He slowly sat up, testing his limbs. He felt... weirdly light. There was no stiffness in his joints, no lingering fatigue from his late-night activities. His body felt entirely frictionless, humming with a terrifying vitality that made him want to casually punch a hole through the sky just to see what would happen.
He swung his legs over the edge of the bed and reached for a porcelain washbasin resting on a small wooden stand nearby.
His fingers brushed the rim.
*Crack.*
The entire basin, along with the solid oak stand beneath it, instantly dissolved into a pile of fine white powder and wood dust. The water within the basin didn't splash; it simply hung in the air for a fraction of a second, suspended by the latent gravity-bending aura he was unconsciously projecting, before collapsing into a puddle on the floor.
Li Ye stared at the powdery mess.
"Right," he sighed, dragging a hand down his face. "Finesse. I need to re-learn how to hold a cup without turning it into subatomic particles. The System gave me the hardware, but my software is still operating on mortal physics."
He spent the next hour in absolute, terrifying concentration, just practicing how to touch things. He picked up pillows, books, and jade ornaments, consciously dialing back the passive force of his newly forged body to zero. It was exhausting. It felt like trying to perform open-heart surgery while piloting a bulldozer.
By the time a timid knock sounded at his chamber door, his back was soaked in cold sweat, but he could successfully hold a teacup without disintegrating it.
"Enter," Li Ye called out, instantly slumping his shoulders, allowing a dull, hungover glaze to settle over his sharp eyes. The mask was back on.
The heavy wooden doors creaked open, and a young maid scurried in, carrying a tray of hot water, a steaming bowl of millet congee, and pickled vegetables. Her name was Xiao Nuan—Little Warmth. She was no older than fourteen, small for her age, with a pale face and eyes that perpetually darted around like a frightened rabbit.
"Y-Your Highness," Xiao Nuan stammered, dropping to her knees so fast they hit the floorboards with a painful thud. She kept her head bowed, raising the tray above her head with trembling arms. "This servant has brought your morning meal and washing water."
Li Ye looked at her. With his new Void Amalgamation senses, even suppressed, he saw far more than a frightened girl. He saw the erratic, sluggish flow of Qi through her weak, malnourished meridians. He saw the dark, icy blockages near her knees and lower back—the undeniable symptoms of Yin-Cold Poison, likely contracted from spending grueling hours scrubbing the prince's laundry in the freezing imperial rivers during mid-winter.
If left untreated, within five years, she would be paralyzed from the waist down. In the imperial palace, a paralyzed servant was a dead servant. Tossed into the mass graves outside the city walls.
A cold, familiar pragmatism rose in Li Ye's mind. *She is a tool. Replaceable. Do not break character.* In his past life, attachments were liabilities. A spy who cared for the collateral damage didn't live long enough to retire.
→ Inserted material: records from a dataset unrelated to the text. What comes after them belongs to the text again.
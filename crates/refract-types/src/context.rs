//! The namespace and imports in effect for a block of code.

use crate::{Fqsen, FqsenError};
use indexmap::IndexMap;
use serde::ser::{Serialize, SerializeMap, SerializeStruct, Serializer};
use smol_str::SmolStr;

/// Import aliases mapped to the fully qualified names they stand for.
///
/// Aliases compare case-insensitively, as PHP class names do. Inserting an
/// alias that already exists replaces its target and keeps the spelling of
/// the newer declaration.
#[derive(Debug, Clone, Default, PartialEq, Eq)]
pub struct AliasMap {
    entries: IndexMap<SmolStr, (SmolStr, SmolStr)>,
}

impl AliasMap {
    /// Create an empty alias map.
    pub fn new() -> Self {
        Self::default()
    }

    /// Map `alias` to `target`, returning the target it replaced.
    pub fn insert(
        &mut self,
        alias: impl Into<SmolStr>,
        target: impl AsRef<str>,
    ) -> Option<SmolStr> {
        let alias = alias.into();
        let target = SmolStr::new(target.as_ref().trim_start_matches('\\'));
        let key = SmolStr::new(alias.to_ascii_lowercase());
        self.entries
            .insert(key, (alias, target))
            .map(|(_, previous)| previous)
    }

    /// Target of `alias`, matched case-insensitively.
    pub fn get(&self, alias: &str) -> Option<&str> {
        self.entries
            .get(alias.to_ascii_lowercase().as_str())
            .map(|(_, target)| target.as_str())
    }

    /// `(alias, target)` pairs in order of first declaration.
    pub fn iter(&self) -> impl Iterator<Item = (&str, &str)> {
        self.entries
            .values()
            .map(|(alias, target)| (alias.as_str(), target.as_str()))
    }

    /// Number of distinct aliases.
    pub fn len(&self) -> usize {
        self.entries.len()
    }

    /// Check if no alias is declared.
    pub fn is_empty(&self) -> bool {
        self.entries.is_empty()
    }
}

impl<A: Into<SmolStr>, T: AsRef<str>> FromIterator<(A, T)> for AliasMap {
    fn from_iter<I: IntoIterator<Item = (A, T)>>(iter: I) -> Self {
        let mut map = AliasMap::new();
        for (alias, target) in iter {
            map.insert(alias, target);
        }
        map
    }
}

impl Serialize for AliasMap {
    fn serialize<S: Serializer>(&self, serializer: S) -> Result<S::Ok, S::Error> {
        let mut map = serializer.serialize_map(Some(self.len()))?;
        for (alias, target) in self.iter() {
            map.serialize_entry(alias, target)?;
        }
        map.end()
    }
}

/// Snapshot of the current namespace and the class-alike imports visible in
/// it, used to turn short names into fully qualified ones.
#[derive(Debug, Clone, Default, PartialEq, Eq)]
pub struct ResolutionContext {
    namespace: SmolStr,
    aliases: AliasMap,
}

impl ResolutionContext {
    /// `namespace` may be empty for the global namespace; a leading `\` is
    /// dropped.
    pub fn new(namespace: impl AsRef<str>, aliases: AliasMap) -> Self {
        Self {
            namespace: SmolStr::new(namespace.as_ref().trim_start_matches('\\')),
            aliases,
        }
    }

    /// The global namespace without any imports.
    pub fn global() -> Self {
        Self::default()
    }

    /// The current namespace, `""` for the global one.
    pub fn namespace(&self) -> &str {
        &self.namespace
    }

    /// Class-alike imports in effect.
    pub fn aliases(&self) -> &AliasMap {
        &self.aliases
    }

    /// Check if this is the global namespace.
    pub fn is_global(&self) -> bool {
        self.namespace.is_empty()
    }

    /// Resolve a class reference as written in code within this context.
    ///
    /// `\Foo` is taken as is, `namespace\Foo` and unimported names are
    /// prefixed with the current namespace, and a name whose first segment
    /// is an import alias is rewritten to the imported target.
    pub fn resolve_class_name(&self, name: &str) -> Result<Fqsen, FqsenError> {
        if name.starts_with('\\') {
            return Fqsen::new(name);
        }
        if let Some(relative) = name.strip_prefix("namespace\\") {
            return Fqsen::new(self.in_namespace(relative));
        }

        let (first, rest) = match name.split_once('\\') {
            Some((first, rest)) => (first, Some(rest)),
            None => (name, None),
        };
        match (self.aliases.get(first), rest) {
            (Some(target), Some(rest)) => Fqsen::new(format!("\\{target}\\{rest}")),
            (Some(target), None) => Fqsen::new(format!("\\{target}")),
            (None, _) => Fqsen::new(self.in_namespace(name)),
        }
    }

    /// Fully qualified spelling of `name` declared in this namespace.
    pub fn in_namespace(&self, name: &str) -> String {
        if self.namespace.is_empty() {
            format!("\\{name}")
        } else {
            format!("\\{}\\{}", self.namespace, name)
        }
    }
}

impl Serialize for ResolutionContext {
    fn serialize<S: Serializer>(&self, serializer: S) -> Result<S::Ok, S::Error> {
        let mut state = serializer.serialize_struct("ResolutionContext", 2)?;
        state.serialize_field("namespace", self.namespace.as_str())?;
        state.serialize_field("aliases", &self.aliases)?;
        state.end()
    }
}
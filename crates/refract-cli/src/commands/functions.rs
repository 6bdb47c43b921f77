//! Functions command - show the functions reflected from one or more files.

use super::load_ast;
use refract_driver::{Reflector, ReflectorConfig, SourceInput};
use refract_model::FileReflection;
use std::fmt::Write;
use std::fs;
use std::path::{Path, PathBuf};

pub fn run(asts: &[PathBuf], source: Option<&Path>, json: bool, verbose: bool) -> miette::Result<()> {
    if source.is_some() && asts.len() > 1 {
        return Err(miette::miette!("--source can only be used with a single file"));
    }

    let source_text = source
        .map(|path| {
            fs::read_to_string(path)
                .map_err(|e| miette::miette!("Failed to read {}: {}", path.display(), e))
        })
        .transpose()?;

    let mut inputs = Vec::with_capacity(asts.len());
    for path in asts {
        inputs.push(SourceInput {
            path: Some(path.display().to_string()),
            ast: load_ast(path)?,
            source: source_text.clone(),
        });
    }

    let reflector = Reflector::new(ReflectorConfig::from_env().with_verbose(verbose));
    let mut reflections = Vec::with_capacity(inputs.len());
    for (input, result) in inputs.iter().zip(reflector.reflect_all(&inputs)) {
        let label = input.path.as_deref().unwrap_or("<input>");
        reflections.push(result.map_err(|e| miette::miette!("{}: {}", label, e))?);
    }

    if json {
        let out = serde_json::to_string_pretty(&reflections)
            .map_err(|e| miette::miette!("Failed to serialize functions: {}", e))?;
        println!("{}", out);
        return Ok(());
    }

    let mut total = 0;
    for reflection in &reflections {
        print!("{}", render_file(reflection));
        total += reflection.function_count();
    }
    println!("\n{} function(s) in {} file(s)", total, reflections.len());
    Ok(())
}

fn render_file(reflection: &FileReflection) -> String {
    let mut out = String::new();
    let _ = writeln!(
        out,
        "{}:",
        reflection.path.as_deref().unwrap_or("<input>")
    );
    for function in reflection.functions() {
        let _ = writeln!(out, "  {}  [line {}]", function.fqsen(), function.location());
        let _ = writeln!(out, "    {}", function.signature());
        if let Some(doc) = function.doc_block() {
            let summary = doc.summary();
            if !summary.is_empty() {
                let _ = writeln!(out, "    // {}", summary);
            }
        }
    }
    out
}

#[cfg(test)]
mod tests {
    use super::*;
    use refract_model::{Argument, DocBlock, Function, FunctionOptions};
    use refract_types::{Location, Type};

    #[test]
    fn test_render_file() {
        let mut reflection = FileReflection::new(Some("lib.php".into()));
        let options = FunctionOptions::default()
            .with_doc_block(DocBlock::new("/** Doubles a number. */", Location::new(2)))
            .at(Location::with_column(3, 10))
            .returning(Type::Integer);
        let mut double = Function::parse("\\Math\\double()", options).unwrap();
        double.add_argument(Argument::new("n").with_type(Type::Integer));
        reflection.add_function(double);
        reflection.add_function(Function::parse("\\Math\\noop()", FunctionOptions::default()).unwrap());

        assert_eq!(
            render_file(&reflection),
            "lib.php:\n\
             \x20 \\Math\\double()  [line 3:10]\n\
             \x20   double(int $n): int\n\
             \x20   // Doubles a number.\n\
             \x20 \\Math\\noop()  [line <unknown>]\n\
             \x20   noop(): mixed\n"
        );
    }
}
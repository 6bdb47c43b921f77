//! Documentation attached to an element.

use refract_types::Location;
use serde::Serialize;

/// A `/** ... */` comment attached to an element.
///
/// The comment is kept verbatim; interpreting tags is left to a dedicated
/// docblock parser.
#[derive(Debug, Clone, PartialEq, Serialize)]
pub struct DocBlock {
    text: String,
    location: Location,
}

impl DocBlock {
    pub fn new(text: impl Into<String>, location: Location) -> Self {
        Self {
            text: text.into(),
            location,
        }
    }

    /// The raw comment text including delimiters.
    pub fn text(&self) -> &str {
        &self.text
    }

    pub fn location(&self) -> Location {
        self.location
    }

    /// First line of prose, stripped of comment delimiters. Empty when the
    /// comment only holds tags.
    pub fn summary(&self) -> &str {
        self.text
            .lines()
            .map(|line| {
                let line = line.trim();
                let line = line.strip_prefix("/**").unwrap_or(line);
                let line = line.strip_suffix("*/").unwrap_or(line);
                line.trim().trim_start_matches('*').trim()
            })
            .find(|line| !line.is_empty())
            .filter(|line| !line.starts_with('@'))
            .unwrap_or_default()
    }
}

#[cfg(test)]
mod tests {
    use super::*;

    #[test]
    fn test_summary_single_line() {
        let doc = DocBlock::new("/** Adds two numbers. */", Location::unknown());
        assert_eq!(doc.summary(), "Adds two numbers.");
    }

    #[test]
    fn test_summary_multi_line() {
        let doc = DocBlock::new(
            "/**\n * Sends the request.\n *\n * @param Request $r\n */",
            Location::new(10),
        );
        assert_eq!(doc.summary(), "Sends the request.");
        assert_eq!(doc.location().line(), 10);
    }

    #[test]
    fn test_summary_tags_only() {
        let doc = DocBlock::new("/**\n * @return int\n */", Location::unknown());
        assert_eq!(doc.summary(), "");
    }
}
Yet, as he watched her arms tremble under the weight of the tray, a strange, utterly human weariness washed over him. He was tired of the absolute ruthlessness. He was tired of playing the monster in a palace full of monsters. What was the point of possessing the power to split mountains if he couldn't even fix a teenage girl's knees without having an existential crisis about his cover identity?
"Get up, Nuan," Li Ye said, his voice laced with the heavy, irritated rasp of a man suffering a terrible hangover. He rubbed his temples exaggeratedly. "Stop hitting the floor like that, the noise is splitting my head open. Put the tray on the table."
"Yes, Your Highness! Forgive this servant!" she squeaked, scrambling to her feet. But as she did, her icy knees buckled.
She pitched forward, a cry escaping her lips as the tray tipped. The scalding hot congee launched into the air, heading straight for Li Ye's silk robes.
In a fraction of a millisecond, Li Ye's mind processed the trajectory of every single grain of rice and drop of boiling water. To him, the world seemed to freeze. He could have casually stepped aside. He could have used a pulse of Qi to vaporize the liquid.
Instead, he let time resume and threw himself backward with a theatrical, clumsy yelp, allowing the bowl to shatter against his chest, splashing hot—but entirely harmless to his new body—congee all over his robes.
"Ah! Burning! Heavens, you clumsy idiot!" Li Ye yelled, flailing his arms as he scrambled off the bed.
Xiao Nuan collapsed onto the floor, her face ashen, tears instantly spilling from her eyes. She pressed her forehead against the wood, her whole body shaking violently. "Mercy! Your Highness, spare my life! This servant deserves a thousand deaths! Please, I beg you!"
She was hyperventilating, entirely expecting Li Ye to call the guards and have her beaten to death. It was the standard punishment for ruining a royal's morning.
Li Ye stood over her, his chest covered in sticky porridge. He scowled, playing the part of the furious, erratic prince. "Stop crying! You're giving me a worse headache than the wine did!"
He grabbed a towel from the stand and roughly wiped at his chest. Then, he stepped forward and practically kicked her shoulder—not hard, just enough to jostle her. But as the tip of his silken slipper made contact with her shoulder, he channeled a microscopic, infinitesimally small fraction of pure, Yang-attribute Void Qi into her body.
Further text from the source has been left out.